Le tre strade del commercialista-consulente finanziario

16 Gennaio 2020 · 3 min

I commercialisti oggi possono offrire una consulenza indipendente attraverso tre modalità di tipo pratico-operativo. Quali sono e qual è la strategia vincente? Lo spiega Luca Rizzi, consulente finanziario di CapitalSuite Scf.

Oggi un commercialista può anche essere consulente? Come?

“Dal primo dicembre 2018 è stato avviato l’albo dei consulenti finanziari autonomi. E’ una professione nuova che ha una caratteristica simile a quella del commercialista, dell’avvocato e del notaio, in quanto è una professione a contenuto esclusivamente intellettuale. In quanto tale è assolutamente compatibile con l’attività del dottore commercialista, che può quindi avere la doppia iscrizione ai due albi”.

Quali sono le strade che un commercialista aspirante consulente può percorrere?

“Il commercialista o lo studio dei commercialisti che desidera inserire nell’offerta di consulenza dello studio anche la consulenza indipendente può farlo e ha alcune modalità di tipo pratico-operativo. La prima modalità è quella che vede il commercialista formarsi sia per superare l’esame di abilitazione al nuovo albo sia per svolgere in modo professionale l’attività di consulenza finanziaria. Se questo non fosse possibile, un’altra modalità percorribile in modo efficace potrebbe essere quella di individuare una risorsa interna dello studio. Immaginiamo un neo-abilitato, il figlio o la figlia del titolare dello studio che abbia passione per questa materia. Tuttavia, bisogna individuare una risorsa interna che deve essere formata e abilitata per poi proporre questa materia di consulenza all’interno dello studio. La terza è quella di identificare un consulente finanziario autonomo iscritto all’albo e proporgli di associarsi allo studio per incrementare l’offerta personale dello studio medesimo anche nella materia della consulenza finanziaria indipendente”.

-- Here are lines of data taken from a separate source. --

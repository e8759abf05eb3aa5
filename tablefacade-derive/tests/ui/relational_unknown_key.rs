#![allow(dead_code)]
use tablefacade::TableEntity;

#[derive(TableEntity)]
#[relational(schema = "public")]
struct Scoped {
    #[column_name = "id"]
    id: i32,
}

fn main() {}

Qual è la strategia vincente?

“La strategia vincente a livello di comunicazione e di proposta al mercato – che in questo caso evidentemente è un mercato per il commercialista già pronto, nel senso che sono già i suoi clienti – è quella di evidenziare che la consulenza finanziaria viene svolta dallo studio del commercialista che storicamente ha un rapporto fiduciario, continuativo, con il cliente, e che quindi vedrebbe naturale l’evoluzione di assistenza al medesimo cliente anche sulla materia della consulenza finanziaria”.